SERVER-43387 Summarize changes to Election Protocol in Replication Architecture Guide

lankas · evergreen · commit 2411d2f6a04f · 2019-10-15T23:13:13.000Z
diff --git a/src/mongo/db/repl/README.md b/src/mongo/db/repl/README.md
@@ -472,33 +472,59 @@ extended to support a sharded cluster and use a **Lamport Clock** to provide **c
 
 ## Step Up
 
-A node runs for election when it does a priority takeover or when it doesn't see a primary within
-the election timeout.
-
-#### Candidate Perspective
-
-A candidate node first runs a dry-run election. In a **dry-run election**, a node sends out
-`replSetRequestVotes` commands to every node asking if that node would vote for it, but the
-candidate node does not increase its term. If a primary ever sees a higher term than its own, it
-steps down.

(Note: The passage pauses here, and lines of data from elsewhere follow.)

use anyhow::{anyhow, Result};
use clap::Parser;
use std::fmt::Debug;
use tokio::io::{AsyncBufReadExt, BufReader};
use tracing::instrument;

#[derive(Parser, Debug)]
#[clap(about = "Sends messages to a relay and prints the generated replies")]
struct Args {
    #[clap(short, long, env = "RELAY_ADDRESS", default_value = "127.0.0.1:8080")]
    relay_address: String,
    /// Message to send. Reads one message per line from stdin when omitted.
    message: Option<String>,
}

#[derive(serde::Deserialize, Debug)]
struct GenerateReply {
    response: String,
}

#[derive(serde::Deserialize, Debug)]
struct ErrorReply {
    detail: String,
}

struct HttpClient {
    client: reqwest::Client,
    url: String,
}
impl Debug for HttpClient {
    fn fmt(&self, f: &mut std::fmt::Formatter<'_>) -> std::fmt::Result {
        f.debug_struct("HttpClient")
            .field("url", &self.url)
            .finish()
    }
}

impl HttpClient {
    fn new(address: &str) -> Self {
        Self {
            client: reqwest::Client::new(),
            url: format!("http://{}/generate", address),
        }
    }

    #[instrument(skip_all, fields(status))]
    async fn send_message(&self, message: &str) -> Result<String> {
        let response = self
            .client
            .post(&self.url)
            .json(&serde_json::json!({ "message": message }))
            .send()
            .await?;

        let status = response.status();
        tracing::Span::current().record("status", status.as_u16());

        if status.is_success() {
            let reply: GenerateReply = response.json().await?;
            return Ok(reply.response);
        }

        let text = response.text().await?;
        let detail = serde_json::from_str::<ErrorReply>(&text)
            .map(|e| e.detail)
            .unwrap_or(text);
        Err(anyhow!("relay answered {}: {}", status, detail))
    }
}

#[tokio::main]
async fn main() -> Result<()> {
    tracing_subscriber::fmt()
        .with_max_level(tracing::Level::INFO)
        .with_writer(std::io::stderr)
        .init();

    let args = Args::parse();
    let client = HttpClient::new(&args.relay_address);
    tracing::info!("Sending messages with {:?}", client);

    if let Some(message) = args.message {
        println!("{}", client.send_message(&message).await?);
        return Ok(());
    }

    let mut lines = BufReader::new(tokio::io::stdin()).lines();
    while let Some(line) = lines.next_line().await? {
        let line = line.trim();
        if line.is_empty() {
            continue;
        }
        match client.send_message(line).await {
            Ok(reply) => println!("{}", reply),
            Err(e) => tracing::error!("Error sending message: {:?}", e),
        }
    }
    Ok(())
}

By first conducting a dry-run election, we prevent nodes from increasing their own term
-when they would not win and prevent needless primary stepdowns. If the node fails the dry-run
-election, it just continues replicating as normal. If the node wins the dry-run election, it begins
-a real election.
-
-In the real election, the node first increments its term and votes for itself. It then starts a
-[`VoteRequester`](https://github.com/mongodb/mongo/blob/r3.4.2/src/mongo/db/repl/vote_requester.h),
+There are a number of ways that a node will run for election:
+* If it hasn't seen a primary within the election timeout (which defaults to 10 seconds).
+* If it realizes that it has higher priority than the primary, it will wait and run for
+  election (also known as a **priority takeover**). The amount of time the node waits before calling
+  an election is directly related to its priority in comparison to the priority of rest of the set
+  (so higher priority nodes will call for a priority takeover faster than lower priority nodes).
+  Priority takeovers allow users to specify a node that they would prefer be the primary.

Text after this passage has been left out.